Vor 100 Jahren begann der Genozid an den Armeniern. Rolf Hosfeld vom Lepsiushaus hat eine neue Studie darüber verfasst

Das Massaker in der Türkei vor 100 Jahren vollzog sich unter den Augen der Öffentlichkeit. Augenzeugen aus Europa und Amerika berichteten ihren Botschaftern und in den Medien von der Ermordung eines großen Teils des armenischen Volkes in den Jahren 1915/1916. Auch der amerikanische Botschafter in Konstantinopel, Henry Morgenthau, war durch Gespräche mit türkischen Politikern bereits frühzeitig informiert. Der Potsdamer Wissenschaftler, Journalist und Leiter des Lepsiushauses, Rolf Hosfeld hat nun einen fesselnden und erschütternden Bericht über den „Tod in der Wüste“ (Verlag C.H. Beck, München 2015) vorgelegt. Hosfeld konzentriert sich hier auf die Zeit unmittelbar um den Ersten Weltkrieg.
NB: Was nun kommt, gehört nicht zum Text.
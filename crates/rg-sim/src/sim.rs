//! The `Sim` struct and its tick loop.

use rg_core::{CellId, ObjectId, SimClock, SimConfig, Tick};
use rg_grid::World;
use rg_mover::{MoverEngine, MoverEvent, Planned};
use rg_path::{NoThreat, Pathfinder, ThreatSource};
use tracing::info;

use crate::{SimObserver, SimResult, SimSnapshot, TickSummary};

/// The main simulation runner.
///
/// `Sim<P, T>` owns the world and every mover and drives the two-phase tick:
///
/// 1. **Plan phase** (optionally parallel with the `parallel` feature): each
///    mover that needs a route computes one against the start-of-tick world.
/// 2. **Apply phase** (sequential, ascending `ObjectId`): plans are taken,
///    one step is driven, countdowns advance, events are raised.
///
/// Create via [`SimBuilder`][crate::SimBuilder].
pub struct Sim<P: Pathfinder, T: ThreatSource = NoThreat> {
    /// Global configuration (total ticks, seed, path limits, drive rules).
    pub config: SimConfig,

    /// Simulation clock.
    pub clock: SimClock,

    /// Grid and object table.
    pub world: World,

    /// Pathfinder plus every registered mover.
    pub movers: MoverEngine<P>,

    /// Danger values consulted by movers that have a danger limit.
    pub threat: T,
}

impl<P: Pathfinder, T: ThreatSource> Sim<P, T> {
    // ── Public API ────────────────────────────────────────────────────────

    /// Run the simulation from the current tick to `config.end_tick()`.
    pub fn run<O: SimObserver>(&mut self, observer: &mut O) -> SimResult<()> {
        info!(
            from    = %self.clock.current_tick,
            to      = %self.config.end_tick(),
            movers  = self.movers.store.len(),
            "simulation started"
        );
        while self.clock.current_tick < self.config.end_tick() {
            self.step(observer);
        }
        observer.on_sim_end(self.clock.current_tick);
        info!(clock = %self.clock, busy = self.movers.store.busy_count(), "simulation finished");
        Ok(())
    }

    /// Run exactly `n` ticks from the current position (ignores `end_tick`).
    pub fn run_ticks<O: SimObserver>(&mut self, n: u64, observer: &mut O) -> SimResult<()> {
        for _ in 0..n {
            self.step(observer);
        }
        Ok(())
    }

    /// Order `object` to `dest`.  Takes effect on the next tick.
    pub fn assign_destination(&mut self, object: ObjectId, dest: CellId) -> SimResult<()> {
        self.movers.assign_destination(&self.world, object, dest)?;
        Ok(())
    }

    /// Capture everything needed to resume this run.
    pub fn snapshot(&self) -> SimSnapshot {
        SimSnapshot {
            config:  self.config.clone(),
            tick:    self.clock.current_tick,
            width:   self.world.grid.width(),
            height:  self.world.grid.height(),
            terrain: self.world.grid.terrain(),
            objects: self.world.objects.clone(),
            movers:  self.movers.store.iter().cloned().collect(),
        }
    }

    // ── Core tick processing ──────────────────────────────────────────────

    fn step<O: SimObserver>(&mut self, observer: &mut O) {
        let now = self.clock.current_tick;
        observer.on_tick_start(now);

        let (summary, events) = self.process_tick(now);
        for event in &events {
            observer.on_mover_event(now, event, &self.world);
        }
        observer.on_tick_end(now, &summary);

        if self.config.output_interval_ticks > 0
            && now.0.is_multiple_of(self.config.output_interval_ticks)
        {
            observer.on_snapshot(now, &self.world, &self.movers.store);
        }
        self.clock.advance();
    }

    fn process_tick(&mut self, now: Tick) -> (TickSummary, Vec<MoverEvent>) {
        let ids = self.movers.store.ids();

        // ── Phase 1: plan against the start-of-tick world ─────────────────
        let plans = self.compute_plans(&ids);
        let mut summary = TickSummary::new(now);
        summary.planned = plans.iter().filter(|p| p.is_some()).count();

        // ── Phase 2: apply in ascending ObjectId order ────────────────────
        let mut events = Vec::new();
        for (id, plan) in ids.into_iter().zip(plans) {
            self.movers.apply(&mut self.world, id, plan, &mut events);
        }

        for event in &events {
            summary.count(event);
        }
        summary.busy = self.movers.store.busy_count();
        (summary, events)
    }

    /// Route every mover that needs one.  With the `parallel` Cargo feature
    /// the searches run on Rayon's thread pool.
    fn compute_plans(&self, ids: &[ObjectId]) -> Vec<Option<Planned>> {
        // Explicit field borrows so the closures capture only shared data.
        let engine = &self.movers;
        let world = &self.world;
        let threat: &dyn ThreatSource = &self.threat;

        #[cfg(not(feature = "parallel"))]
        {
            ids.iter().map(|&id| engine.plan(world, threat, id)).collect()
        }

        #[cfg(feature = "parallel")]
        {
            use rayon::prelude::*;

            ids.par_iter().map(|&id| engine.plan(world, threat, id)).collect()
        }
    }
}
In zwei Wellen vollzog sich die Ermordung eines großen Teils des armenischen Volkes vor 100 Jahren. Nachdem bereits im Jahre 1915 in drei aufeinanderfolgenden Zeitabschnitten Deportationen von Armeniern stattgefunden hatten, stellte die türkische Regierung im Jahr 1916 fest, dass immer noch rund 500 000 der Deportierten am Leben waren. Daraufhin setzte ein erneutes Schlachten ein, an dessen Ende noch einmal rund 200 000 Armenier ermordet waren. Etwa 1,1 Millionen Armenier hatten am Ende des Völkermordes ihr Leben gelassen.

Bis November 1915 hatten amerikanische Beobachter bereits eine halbe Million deportierter Armenier allein auf dem Weg über die Bergkette von Pozanti beobachtet. Der amerikanische Konsul Leslie Davis konnte sich lange nicht erklären, woher die Kleiderberge stammten, die Mitte des Jahres auf türkischen Märkten billig angeboten wurden. Das Rätsel löste sich, als ein Einheimischer ihn an den Gölcük See führte. In den Tälern, Schluchten und an den Ufern des Sees stapelten sich die schlecht verscharrten Leichen, Berge von Frauen und Kinderköpfen, und verrottende menschliche Überreste. Teilweise wurden die von den Türken zusammengetriebenen christlichen Armenier schlicht mit dem Beil erschlagen, nachdem die örtliche oder die aus Istanbul entsandte Verwaltung sie aller Wertgegenstände und Kleider beraubt hatte. Die Zwangsdeportationen hatten die mesopotamische Wüste zum Ziel. Armenier, die nicht unmittelbar während des Transportes ermordet worden waren, erwarteten Todesmärsche unter brennender Sonne, ohne Nahrung und Wasser, die dann zum im Voraus kalkulierten Tod führten. Auch eine in die Türkei gereiste Gruppe deutscher Ingenieure und Lehrer berichtete von langen Deportationszügen aus dem Eisenbahnknotenpunkt Konya, wo sich auch ein Konzentrationslager für die todgeweihten Armenier befand.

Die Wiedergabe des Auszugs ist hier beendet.